Look through the data below for the line with "pub fn random<R: Rng" and the line with "pub fn from_bytes(bits: u32, bytes: &[u8])", then output those two and all lines in between, exactly as written.

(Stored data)
>>>>
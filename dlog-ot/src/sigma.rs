//! Sigma protocols: three-move honest-verifier zero-knowledge proofs.
//!
//! A concrete relation supplies a prover, a verifier and a simulator through
//! the [`SigmaProverComputation`], [`SigmaVerifierComputation`] and
//! [`SigmaSimulator`] traits. These describe the computations only; the
//! [`SigmaProver`] and [`SigmaVerifier`] drivers run them over a channel, and
//! [`zkpok`] wraps them in a commit-then-open proof of knowledge.
//!
//! This module provides the following relations and compositions:
//!
//! * `dlog`: knowledge of `w` with `h = g^w`.
//! * `and`: knowledge of witnesses for every statement in a list.
//! * `or`: knowledge of witnesses for at least `k` of `n` statements.

pub mod and;
pub mod dlog;
pub mod or;
pub mod zkpok;

use crate::errors::Error;
use ::dlog::{AbstractChannel, MessageChannel, WireMessage};
use num_bigint::BigUint;
use rand::{CryptoRng, Rng};
use serde::{de::DeserializeOwned, Deserialize, Serialize};
use std::fmt::Debug;

pub use self::{
    and::{SigmaAndProver, SigmaAndSimulator, SigmaAndVerifier},
    dlog::{DlogStatement, SigmaDlogProver, SigmaDlogSimulator, SigmaDlogVerifier},
    or::{OrStatement, SigmaOrProver, SigmaOrSimulator, SigmaOrVerifier},
    zkpok::{ZkPokProver, ZkPokState, ZkPokVerifier},
};

/// Bounds shared by every Sigma protocol message.
pub trait SigmaMsg: Serialize + DeserializeOwned + Clone + Debug {}

impl<T: Serialize + DeserializeOwned + Clone + Debug> SigmaMsg for T {}

/// A verifier challenge: a uniformly random `t`-bit string, stored as `t / 8`
/// big-endian bytes.
#[derive(Clone, Debug, PartialEq, Eq, Hash, Serialize, Deserialize)]
pub struct Challenge(Vec<u8>);

impl Challenge {
    /// Sample a random challenge of `bits` bits.
    pub fn random<R: Rng + CryptoRng>(bits: u32, rng: &mut R) -> Self {
        let mut bytes = vec![0u8; (bits / 8) as usize];
        rng.fill_bytes(&mut bytes);
        Self(bytes)
    }

    /// A challenge of `bits` bits from its encoding.
    pub fn from_bytes(bits: u32, bytes: &[u8]) -> Result<Self, Error> {
        if bytes.len() * 8 != bits as usize {
            return Err(Error::InvalidInput(format!(
                "challenge must be {} bits, got {} bytes",
                bits,
                bytes.len()
            )));
        }
        Ok(Self(bytes.to_vec()))
    }

    /// The encoded challenge.
    pub fn as_bytes(&self) -> &[u8] {
        &self.0
    }

    /// Length in bits.
    pub fn bits(&self) -> u32 {
        (self.0.len() * 8) as u32
    }

    /// The challenge read as a non-negative integer.
    pub fn to_scalar(&self) -> BigUint {
        BigUint::from_bytes_be(&self.0)
    }

    pub(crate) fn check_bits(&self, bits: u32) -> Result<(), Error> {
        if self.bits() != bits {
            return Err(Error::InvalidInput(format!(
                "expected a {}-bit challenge, got {} bits",
                bits,
                self.bits()
            )));
        }
        Ok(())
    }
}

/// An accepting (or simulated) conversation `(a, e, z)`.
#[derive(Clone, Debug)]
pub struct Transcript<A, Z> {
    /// The prover's first message.
    pub first: A,
    /// The verifier's challenge.
    pub challenge: Challenge,
    /// The prover's response.
    pub second: Z,
}

/// The prover side of a Sigma protocol.
///
/// A prover object runs one proof at a time: `compute_first_msg` fixes the
/// randomness that `compute_second_msg` consumes.
pub trait SigmaProverComputation {
    /// Public statement.
    type Input;
    /// Secret witness.
    type Witness;
    /// First message `a`.
    type FirstMsg: SigmaMsg;
    /// Response `z`.
    type SecondMsg: SigmaMsg;
    /// Simulator for the same relation.
    type Simulator: SigmaSimulator<
        Input = Self::Input,
        FirstMsg = Self::FirstMsg,
        SecondMsg = Self::SecondMsg,
    >;

    /// The soundness parameter `t`.
    fn soundness_bits(&self) -> u32;

    /// Compute `a` for `input`, remembering the randomness used.
    fn compute_first_msg<R: Rng + CryptoRng>(
        &mut self,
        input: &Self::Input,
        witness: &Self::Witness,
        rng: &mut R,
    ) -> Result<Self::FirstMsg, Error>;

    /// Answer `challenge`. Fails with `IllegalUsage` unless a first message is
    /// outstanding.
    fn compute_second_msg(&mut self, challenge: &Challenge) -> Result<Self::SecondMsg, Error>;

    /// A simulator with the same parameters.
    fn simulator(&self) -> Self::Simulator;
}

/// The verifier side of a Sigma protocol.
pub trait SigmaVerifierComputation {
    /// Public statement.
    type Input;
    /// First message `a`.
    type FirstMsg: SigmaMsg;
    /// Response `z`.
    type SecondMsg: SigmaMsg;

    /// The soundness parameter `t`.
    fn soundness_bits(&self) -> u32;

    /// Sample and remember a uniformly random challenge.
    fn sample_challenge<R: Rng + CryptoRng>(&mut self, rng: &mut R) -> Challenge;

    /// Use `challenge` instead of sampling one.
    fn set_challenge(&mut self, challenge: Challenge) -> Result<(), Error>;

    /// The current challenge, if any.
    fn challenge(&self) -> Option<&Challenge>;

    /// Check `(a, e, z)` against `input` for the current challenge `e`.
    /// Malformed messages are rejected, not reported as errors.
    fn verify(
        &self,
        input: &Self::Input,
        first: &Self::FirstMsg,
        second: &Self::SecondMsg,
    ) -> Result<bool, Error>;
}

/// Produces transcripts indistinguishable from honest ones, without a
/// witness.
pub trait SigmaSimulator {
    /// Public statement.
    type Input;
    /// First message `a`.
    type FirstMsg: SigmaMsg;
    /// Response `z`.
    type SecondMsg: SigmaMsg;

    /// The soundness parameter `t`.
    fn soundness_bits(&self) -> u32;

    /// Simulate a transcript for a challenge fixed in advance.
    fn simulate_with_challenge<R: Rng + CryptoRng>(
        &self,
        input: &Self::Input,
        challenge: &Challenge,
        rng: &mut R,
    ) -> Result<Transcript<Self::FirstMsg, Self::SecondMsg>, Error>;

    /// Simulate a transcript for a random challenge.
    fn simulate<R: Rng + CryptoRng>(
        &self,
        input: &Self::Input,
        rng: &mut R,
    ) -> Result<Transcript<Self::FirstMsg, Self::SecondMsg>, Error> {
        let challenge = Challenge::random(self.soundness_bits(), rng);
        self.simulate_with_challenge(input, &challenge, rng)
    }
}

/// Wire form of a first message.
#[derive(Clone, Debug, Serialize, Deserialize)]
pub struct SigmaFirstMessage<A> {
    /// The first message `a`.
    pub first: A,
}

impl<A: SigmaMsg> WireMessage for SigmaFirstMessage<A> {
    const TAG: u8 = 0x20;
    const NAME: &'static str = "SigmaFirstMessage";
}

/// Wire form of a challenge.
#[derive(Clone, Debug, Serialize, Deserialize)]
pub struct ChallengeMessage {
    /// The challenge `e`.
    pub challenge: Challenge,
}

impl WireMessage for ChallengeMessage {
    const TAG: u8 = 0x21;
    const NAME: &'static str = "ChallengeMessage";
}

/// Wire form of a response.
#[derive(Clone, Debug, Serialize, Deserialize)]
pub struct SigmaSecondMessage<Z> {
    /// The response `z`.
    pub second: Z,
}

impl<Z: SigmaMsg> WireMessage for SigmaSecondMessage<Z> {
    const TAG: u8 = 0x22;
    const NAME: &'static str = "SigmaSecondMessage";
}

/// Runs the prover side of a plain Sigma protocol over a channel.
#[derive(Debug)]
pub struct SigmaProver<P> {
    prover: P,
}

impl<P: SigmaProverComputation> SigmaProver<P> {
    /// Wrap a prover computation.
    pub fn new(prover: P) -> Self {
        Self { prover }
    }

    /// Send `a`, receive `e`, send `z`.
    pub fn prove<C: AbstractChannel, R: Rng + CryptoRng>(
        &mut self,
        channel: &mut C,
        input: &P::Input,
        witness: &P::Witness,
        rng: &mut R,
    ) -> Result<(), Error> {
        let first = self.prover.compute_first_msg(input, witness, rng)?;
        channel.send_message(&SigmaFirstMessage { first })?;
        let ChallengeMessage { challenge } = channel.receive_message()?;
        if challenge.bits() != self.prover.soundness_bits() {
            log::warn!("verifier sent a {}-bit challenge", challenge.bits());
            return Err(Error::CheatDetected(
                "challenge has the wrong length".to_string(),
            ));
        }
        let second = self.prover.compute_second_msg(&challenge)?;
        channel.send_message(&SigmaSecondMessage { second })?;
        log::debug!("sigma proof sent");
        Ok(())
    }
}

/// Runs the verifier side of a plain Sigma protocol over a channel.
#[derive(Debug)]
pub struct SigmaVerifier<V> {
    verifier: V,
}

impl<V: SigmaVerifierComputation> SigmaVerifier<V> {
    /// Wrap a verifier computation.
    pub fn new(verifier: V) -> Self {
        Self { verifier }
    }

    /// Receive `a`, send a random `e`, receive `z` and check the transcript.
    pub fn verify<C: AbstractChannel, R: Rng + CryptoRng>(
        &mut self,
        channel: &mut C,
        input: &V::Input,
        rng: &mut R,
    ) -> Result<bool, Error> {
        let SigmaFirstMessage { first } = channel.receive_message()?;
        let challenge = self.verifier.sample_challenge(rng);
        channel.send_message(&ChallengeMessage { challenge })?;
        let SigmaSecondMessage { second } = channel.receive_message()?;
        let ok = self.verifier.verify(input, &first, &second)?;
        if !ok {
            log::warn!("sigma proof rejected");
        }
        Ok(ok)
    }
}

#[cfg(all(test, unix))]
mod tests {
    use super::*;
    use ::dlog::{unix_channel_pair, DlogGroup, RistrettoGroup};
    use crate::ProtocolConfig;
    use num_bigint::BigUint;
    use rand::SeedableRng;
    use rand_chacha::ChaCha20Rng;

    #[test]
    fn challenge_encoding() {
        let mut rng = ChaCha20Rng::seed_from_u64(0);
        let e = Challenge::random(80, &mut rng);
        assert_eq!(e.as_bytes().len(), 10);
        assert_eq!(e.bits(), 80);
        assert!(e.to_scalar().bits() <= 80);
        assert!(Challenge::from_bytes(80, &[0u8; 9]).is_err());
        assert_eq!(
            Challenge::from_bytes(16, &[1, 2]).unwrap().to_scalar(),
            BigUint::from(0x0102u32)
        );
    }

    fn run_dlog(witness_matches: bool) -> bool {
        let _ = pretty_env_logger::try_init();
        let group = RistrettoGroup::new();
        let config = ProtocolConfig::default();
        let mut rng = ChaCha20Rng::seed_from_u64(1);
        let w = group.random_scalar(&mut rng);
        let h = if witness_matches {
            group.exponentiate_generator(&w)
        } else {
            group.random_element(&mut rng)
        };
        let statement = DlogStatement { h };
        let prover_statement = if witness_matches {
            statement.clone()
        } else {
            DlogStatement {
                h: group.exponentiate_generator(&w),
            }
        };
        let (mut sender, mut receiver) = unix_channel_pair();
        let handle = std::thread::spawn(move || {
            let mut rng = ChaCha20Rng::seed_from_u64(2);
            let group = RistrettoGroup::new();
            let prover = SigmaDlogProver::new(&group, &config).unwrap();
            SigmaProver::new(prover)
                .prove(&mut sender, &prover_statement, &w, &mut rng)
                .unwrap();
        });
        let verifier = SigmaDlogVerifier::new(&group, &config).unwrap();
        let ok = SigmaVerifier::new(verifier)
            .verify(&mut receiver, &statement, &mut rng)
            .unwrap();
        handle.join().unwrap();
        ok
    }

    #[test]
    fn interactive_dlog_proof() {
        assert!(run_dlog(true));
        assert!(!run_dlog(false));
    }

    #[test]
    fn short_challenge_from_verifier_is_cheating() {
        let _ = pretty_env_logger::try_init();
        let group = RistrettoGroup::new();
        let config = ProtocolConfig::default();
        let mut rng = ChaCha20Rng::seed_from_u64(3);
        let w = group.random_scalar(&mut rng);
        let statement = DlogStatement {
            h: group.exponentiate_generator(&w),
        };
        let (mut sender, mut receiver) = unix_channel_pair();
        let handle = std::thread::spawn(move || {
            let _: SigmaFirstMessage<crate::sigma::dlog::GroupElementMsg> = receiver.receive_message().unwrap();
            let challenge = Challenge::from_bytes(16, &[1, 2]).unwrap();
            receiver
                .send_message(&ChallengeMessage { challenge })
                .unwrap();
        });
        let prover = SigmaDlogProver::new(&group, &config).unwrap();
        let err = SigmaProver::new(prover)
            .prove(&mut sender, &statement, &w, &mut rng)
            .unwrap_err();
        assert!(matches!(err, Error::CheatDetected(_)));
        assert!(err.is_cheat());
        handle.join().unwrap();
    }
}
<<<<
• _ANSWER TO THE EXERCISE_
    pub fn random<R: Rng + CryptoRng>(bits: u32, rng: &mut R) -> Self {
        let mut bytes = vec![0u8; (bits / 8) as usize];
        rng.fill_bytes(&mut bytes);
        Self(bytes)
    }

    /// A challenge of `bits` bits from its encoding.
    pub fn from_bytes(bits: u32, bytes: &[u8]) -> Result<Self, Error> {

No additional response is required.